▶ What you will do:
Check each line of the material that follows, and copy those holding the string "SimpleFirst".
Data to examine section start
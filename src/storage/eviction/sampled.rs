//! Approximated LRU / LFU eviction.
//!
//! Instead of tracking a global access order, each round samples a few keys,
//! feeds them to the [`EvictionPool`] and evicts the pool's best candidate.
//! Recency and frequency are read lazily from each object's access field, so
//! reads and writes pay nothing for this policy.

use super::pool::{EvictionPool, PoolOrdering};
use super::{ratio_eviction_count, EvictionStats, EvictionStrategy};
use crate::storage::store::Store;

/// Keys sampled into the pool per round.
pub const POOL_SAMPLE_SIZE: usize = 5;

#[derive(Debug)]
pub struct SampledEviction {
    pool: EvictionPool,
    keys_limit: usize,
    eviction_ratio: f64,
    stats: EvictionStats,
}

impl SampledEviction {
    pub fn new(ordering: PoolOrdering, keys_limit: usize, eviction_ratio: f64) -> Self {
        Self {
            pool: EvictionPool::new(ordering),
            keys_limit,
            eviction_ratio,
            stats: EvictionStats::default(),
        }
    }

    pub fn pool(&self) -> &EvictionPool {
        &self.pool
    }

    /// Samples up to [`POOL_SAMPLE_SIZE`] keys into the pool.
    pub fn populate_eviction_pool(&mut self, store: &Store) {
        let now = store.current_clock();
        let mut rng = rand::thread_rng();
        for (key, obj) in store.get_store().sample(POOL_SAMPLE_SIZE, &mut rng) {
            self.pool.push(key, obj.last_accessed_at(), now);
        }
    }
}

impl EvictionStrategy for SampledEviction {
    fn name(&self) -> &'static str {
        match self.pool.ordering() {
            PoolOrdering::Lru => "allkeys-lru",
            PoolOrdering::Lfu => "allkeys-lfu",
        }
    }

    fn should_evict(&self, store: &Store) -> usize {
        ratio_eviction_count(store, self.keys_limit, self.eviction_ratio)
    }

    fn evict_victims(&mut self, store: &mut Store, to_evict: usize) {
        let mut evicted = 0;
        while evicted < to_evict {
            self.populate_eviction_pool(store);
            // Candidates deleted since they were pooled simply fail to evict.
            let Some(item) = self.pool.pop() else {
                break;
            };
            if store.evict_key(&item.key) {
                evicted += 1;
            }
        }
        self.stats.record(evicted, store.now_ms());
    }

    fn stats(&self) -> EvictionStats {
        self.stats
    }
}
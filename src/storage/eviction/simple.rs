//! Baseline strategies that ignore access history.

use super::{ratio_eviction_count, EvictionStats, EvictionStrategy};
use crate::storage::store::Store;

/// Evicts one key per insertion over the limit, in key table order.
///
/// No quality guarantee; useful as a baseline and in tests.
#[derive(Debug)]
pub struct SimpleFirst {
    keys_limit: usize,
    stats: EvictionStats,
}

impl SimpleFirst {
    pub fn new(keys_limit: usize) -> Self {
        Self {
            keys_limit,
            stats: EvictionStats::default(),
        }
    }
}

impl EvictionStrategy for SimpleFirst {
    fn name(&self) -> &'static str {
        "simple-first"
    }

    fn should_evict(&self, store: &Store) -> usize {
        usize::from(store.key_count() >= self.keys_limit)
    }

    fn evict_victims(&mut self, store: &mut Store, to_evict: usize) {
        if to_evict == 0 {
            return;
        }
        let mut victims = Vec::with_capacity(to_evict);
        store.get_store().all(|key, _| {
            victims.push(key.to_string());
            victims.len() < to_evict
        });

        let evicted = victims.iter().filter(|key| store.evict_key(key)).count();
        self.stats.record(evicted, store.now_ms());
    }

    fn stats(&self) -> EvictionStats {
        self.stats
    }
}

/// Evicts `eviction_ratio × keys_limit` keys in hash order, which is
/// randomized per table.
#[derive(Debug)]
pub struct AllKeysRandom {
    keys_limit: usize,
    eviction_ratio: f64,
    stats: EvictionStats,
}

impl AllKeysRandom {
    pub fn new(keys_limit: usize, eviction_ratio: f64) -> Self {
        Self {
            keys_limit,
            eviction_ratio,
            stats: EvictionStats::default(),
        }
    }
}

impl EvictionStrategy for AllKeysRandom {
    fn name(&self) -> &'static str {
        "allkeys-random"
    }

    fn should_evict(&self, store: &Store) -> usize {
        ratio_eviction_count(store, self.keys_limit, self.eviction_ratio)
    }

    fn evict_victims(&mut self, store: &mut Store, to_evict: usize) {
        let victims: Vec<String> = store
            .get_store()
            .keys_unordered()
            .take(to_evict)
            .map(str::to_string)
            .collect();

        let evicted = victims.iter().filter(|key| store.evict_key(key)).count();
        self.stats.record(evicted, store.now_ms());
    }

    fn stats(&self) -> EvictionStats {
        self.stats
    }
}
Data to examine section end
Data to examine section start
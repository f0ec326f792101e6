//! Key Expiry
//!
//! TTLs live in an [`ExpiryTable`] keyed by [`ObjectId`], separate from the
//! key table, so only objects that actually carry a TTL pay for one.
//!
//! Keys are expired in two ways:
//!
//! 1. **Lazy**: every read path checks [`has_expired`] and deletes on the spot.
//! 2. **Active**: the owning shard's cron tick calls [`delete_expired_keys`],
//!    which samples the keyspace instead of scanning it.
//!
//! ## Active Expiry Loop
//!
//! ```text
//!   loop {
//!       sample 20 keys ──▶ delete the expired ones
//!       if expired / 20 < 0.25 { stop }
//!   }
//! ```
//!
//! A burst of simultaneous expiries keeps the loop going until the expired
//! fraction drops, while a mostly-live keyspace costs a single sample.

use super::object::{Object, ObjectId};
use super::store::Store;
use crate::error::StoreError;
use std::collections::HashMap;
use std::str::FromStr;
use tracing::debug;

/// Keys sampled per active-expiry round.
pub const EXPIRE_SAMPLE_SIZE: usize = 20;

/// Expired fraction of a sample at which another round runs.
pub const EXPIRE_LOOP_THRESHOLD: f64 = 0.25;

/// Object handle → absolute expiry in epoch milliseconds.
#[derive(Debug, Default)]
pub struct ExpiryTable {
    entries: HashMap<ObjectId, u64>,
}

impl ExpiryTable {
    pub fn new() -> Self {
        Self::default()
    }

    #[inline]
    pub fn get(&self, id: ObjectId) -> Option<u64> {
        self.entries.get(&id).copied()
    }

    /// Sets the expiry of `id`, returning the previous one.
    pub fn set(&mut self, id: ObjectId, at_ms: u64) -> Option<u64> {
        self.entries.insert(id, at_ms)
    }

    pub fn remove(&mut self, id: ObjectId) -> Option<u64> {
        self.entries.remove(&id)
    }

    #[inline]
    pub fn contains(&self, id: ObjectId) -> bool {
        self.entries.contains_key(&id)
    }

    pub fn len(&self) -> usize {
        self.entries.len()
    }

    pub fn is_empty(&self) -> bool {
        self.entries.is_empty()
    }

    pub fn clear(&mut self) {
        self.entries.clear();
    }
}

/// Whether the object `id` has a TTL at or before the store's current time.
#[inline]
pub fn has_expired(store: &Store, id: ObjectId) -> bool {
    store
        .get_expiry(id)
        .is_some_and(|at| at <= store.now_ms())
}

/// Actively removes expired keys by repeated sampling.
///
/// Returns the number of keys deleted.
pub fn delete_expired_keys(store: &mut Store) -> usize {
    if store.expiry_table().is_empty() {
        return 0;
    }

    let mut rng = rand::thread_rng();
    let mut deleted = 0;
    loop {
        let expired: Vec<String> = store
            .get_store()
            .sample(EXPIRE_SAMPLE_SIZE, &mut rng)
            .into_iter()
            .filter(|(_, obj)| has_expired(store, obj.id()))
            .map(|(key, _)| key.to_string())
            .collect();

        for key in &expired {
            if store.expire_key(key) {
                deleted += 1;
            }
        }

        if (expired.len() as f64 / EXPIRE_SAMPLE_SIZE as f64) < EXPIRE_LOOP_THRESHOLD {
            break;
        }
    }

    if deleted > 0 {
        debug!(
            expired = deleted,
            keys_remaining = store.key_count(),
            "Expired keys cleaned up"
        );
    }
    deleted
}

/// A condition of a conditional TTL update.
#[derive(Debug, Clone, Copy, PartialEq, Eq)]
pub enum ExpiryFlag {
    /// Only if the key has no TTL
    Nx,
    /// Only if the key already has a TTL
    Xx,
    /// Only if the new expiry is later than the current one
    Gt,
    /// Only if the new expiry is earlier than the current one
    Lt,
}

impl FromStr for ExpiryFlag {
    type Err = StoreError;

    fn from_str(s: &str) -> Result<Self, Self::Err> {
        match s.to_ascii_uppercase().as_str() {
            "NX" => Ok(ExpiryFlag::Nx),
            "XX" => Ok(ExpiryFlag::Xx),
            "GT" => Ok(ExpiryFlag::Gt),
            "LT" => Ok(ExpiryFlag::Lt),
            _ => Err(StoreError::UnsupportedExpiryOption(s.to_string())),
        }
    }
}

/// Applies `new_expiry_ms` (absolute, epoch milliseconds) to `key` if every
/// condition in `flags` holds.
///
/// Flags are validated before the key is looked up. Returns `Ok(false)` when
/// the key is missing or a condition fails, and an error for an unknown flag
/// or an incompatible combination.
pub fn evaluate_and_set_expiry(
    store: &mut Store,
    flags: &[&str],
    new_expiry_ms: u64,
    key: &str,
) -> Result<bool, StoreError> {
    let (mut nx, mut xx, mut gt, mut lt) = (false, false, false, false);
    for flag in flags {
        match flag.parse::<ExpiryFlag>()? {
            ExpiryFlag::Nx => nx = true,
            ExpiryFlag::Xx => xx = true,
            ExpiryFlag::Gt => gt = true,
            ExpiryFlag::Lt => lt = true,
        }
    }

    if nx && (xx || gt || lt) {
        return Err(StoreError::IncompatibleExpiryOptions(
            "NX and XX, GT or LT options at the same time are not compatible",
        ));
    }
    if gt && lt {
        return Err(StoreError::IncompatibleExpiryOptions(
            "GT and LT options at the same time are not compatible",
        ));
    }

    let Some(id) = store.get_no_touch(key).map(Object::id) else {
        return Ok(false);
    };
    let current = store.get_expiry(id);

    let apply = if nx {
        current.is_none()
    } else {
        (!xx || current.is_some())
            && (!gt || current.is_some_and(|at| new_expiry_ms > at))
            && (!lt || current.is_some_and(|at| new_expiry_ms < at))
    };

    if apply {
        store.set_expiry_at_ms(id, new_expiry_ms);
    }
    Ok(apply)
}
Data to examine section end
Data to examine section start
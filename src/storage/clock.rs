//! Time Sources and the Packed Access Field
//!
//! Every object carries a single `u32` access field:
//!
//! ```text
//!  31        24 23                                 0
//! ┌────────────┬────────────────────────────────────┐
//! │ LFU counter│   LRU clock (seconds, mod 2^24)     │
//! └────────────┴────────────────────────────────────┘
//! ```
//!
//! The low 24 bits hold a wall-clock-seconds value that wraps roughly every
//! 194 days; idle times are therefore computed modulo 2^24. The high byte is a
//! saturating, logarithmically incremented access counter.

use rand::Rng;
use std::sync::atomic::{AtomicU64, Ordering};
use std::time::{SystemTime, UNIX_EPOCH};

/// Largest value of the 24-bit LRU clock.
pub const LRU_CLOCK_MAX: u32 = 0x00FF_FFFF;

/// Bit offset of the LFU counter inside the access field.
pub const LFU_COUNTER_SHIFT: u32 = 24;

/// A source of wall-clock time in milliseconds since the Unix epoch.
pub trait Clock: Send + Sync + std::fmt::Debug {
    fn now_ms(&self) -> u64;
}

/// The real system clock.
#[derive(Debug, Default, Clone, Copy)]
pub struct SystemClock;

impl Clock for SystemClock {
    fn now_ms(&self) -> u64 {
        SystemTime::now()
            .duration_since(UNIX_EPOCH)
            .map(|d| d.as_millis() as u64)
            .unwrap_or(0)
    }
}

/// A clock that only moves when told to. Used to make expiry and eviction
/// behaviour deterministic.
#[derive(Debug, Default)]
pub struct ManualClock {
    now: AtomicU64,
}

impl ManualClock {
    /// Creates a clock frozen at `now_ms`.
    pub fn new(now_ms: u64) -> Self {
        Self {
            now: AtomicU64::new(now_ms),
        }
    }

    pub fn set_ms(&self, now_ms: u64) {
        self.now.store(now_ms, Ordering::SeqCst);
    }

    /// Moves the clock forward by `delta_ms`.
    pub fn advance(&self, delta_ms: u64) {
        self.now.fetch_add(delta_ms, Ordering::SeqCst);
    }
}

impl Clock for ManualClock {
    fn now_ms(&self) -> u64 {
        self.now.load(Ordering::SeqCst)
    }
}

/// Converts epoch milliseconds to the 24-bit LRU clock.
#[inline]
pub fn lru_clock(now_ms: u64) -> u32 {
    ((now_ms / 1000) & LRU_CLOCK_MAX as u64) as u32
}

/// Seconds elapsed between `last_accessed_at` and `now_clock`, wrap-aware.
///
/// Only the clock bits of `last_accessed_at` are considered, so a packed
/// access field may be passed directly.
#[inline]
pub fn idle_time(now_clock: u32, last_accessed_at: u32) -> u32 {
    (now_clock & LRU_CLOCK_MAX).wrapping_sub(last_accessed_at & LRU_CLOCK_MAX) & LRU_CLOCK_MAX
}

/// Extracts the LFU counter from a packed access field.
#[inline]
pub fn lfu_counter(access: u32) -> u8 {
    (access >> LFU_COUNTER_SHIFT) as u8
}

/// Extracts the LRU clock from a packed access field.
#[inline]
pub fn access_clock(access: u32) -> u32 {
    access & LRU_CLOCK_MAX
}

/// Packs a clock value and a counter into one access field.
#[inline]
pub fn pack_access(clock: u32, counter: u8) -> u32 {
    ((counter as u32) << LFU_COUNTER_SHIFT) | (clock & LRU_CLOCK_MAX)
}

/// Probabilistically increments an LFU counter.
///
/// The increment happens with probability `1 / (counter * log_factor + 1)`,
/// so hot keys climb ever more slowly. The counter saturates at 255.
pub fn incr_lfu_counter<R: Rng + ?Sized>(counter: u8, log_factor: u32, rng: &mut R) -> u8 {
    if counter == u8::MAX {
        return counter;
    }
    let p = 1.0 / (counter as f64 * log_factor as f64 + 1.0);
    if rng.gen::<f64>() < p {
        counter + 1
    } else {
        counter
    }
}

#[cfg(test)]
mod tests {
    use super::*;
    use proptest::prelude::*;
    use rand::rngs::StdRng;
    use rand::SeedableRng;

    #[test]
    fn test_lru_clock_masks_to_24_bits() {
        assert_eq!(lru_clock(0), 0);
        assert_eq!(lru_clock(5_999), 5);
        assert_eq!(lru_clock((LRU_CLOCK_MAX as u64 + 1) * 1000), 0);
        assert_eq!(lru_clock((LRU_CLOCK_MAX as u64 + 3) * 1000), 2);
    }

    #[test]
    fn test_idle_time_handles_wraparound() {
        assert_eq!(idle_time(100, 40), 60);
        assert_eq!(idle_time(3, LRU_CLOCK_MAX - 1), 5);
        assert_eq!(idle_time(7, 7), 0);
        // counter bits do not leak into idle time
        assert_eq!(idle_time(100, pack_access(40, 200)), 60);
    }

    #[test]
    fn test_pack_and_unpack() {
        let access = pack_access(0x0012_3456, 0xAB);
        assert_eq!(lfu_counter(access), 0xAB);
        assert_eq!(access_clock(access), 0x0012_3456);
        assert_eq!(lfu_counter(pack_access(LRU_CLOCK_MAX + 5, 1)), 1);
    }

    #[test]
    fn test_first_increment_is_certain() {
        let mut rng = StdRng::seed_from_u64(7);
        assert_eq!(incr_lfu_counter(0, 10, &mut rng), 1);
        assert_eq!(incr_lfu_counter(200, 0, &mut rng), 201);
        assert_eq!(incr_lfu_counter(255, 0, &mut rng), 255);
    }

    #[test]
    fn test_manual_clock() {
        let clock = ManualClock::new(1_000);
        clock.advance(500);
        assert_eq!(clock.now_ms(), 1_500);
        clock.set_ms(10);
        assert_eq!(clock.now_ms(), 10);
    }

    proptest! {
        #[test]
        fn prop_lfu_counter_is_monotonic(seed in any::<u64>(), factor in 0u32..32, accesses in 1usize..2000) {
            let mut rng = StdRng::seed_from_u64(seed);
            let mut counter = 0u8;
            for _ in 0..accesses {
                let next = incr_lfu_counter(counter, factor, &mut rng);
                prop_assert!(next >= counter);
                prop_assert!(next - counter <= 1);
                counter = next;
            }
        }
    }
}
Data to examine section end
▶ Response below:
pub struct SimpleFirst {
impl SimpleFirst {
impl EvictionStrategy for SimpleFirst {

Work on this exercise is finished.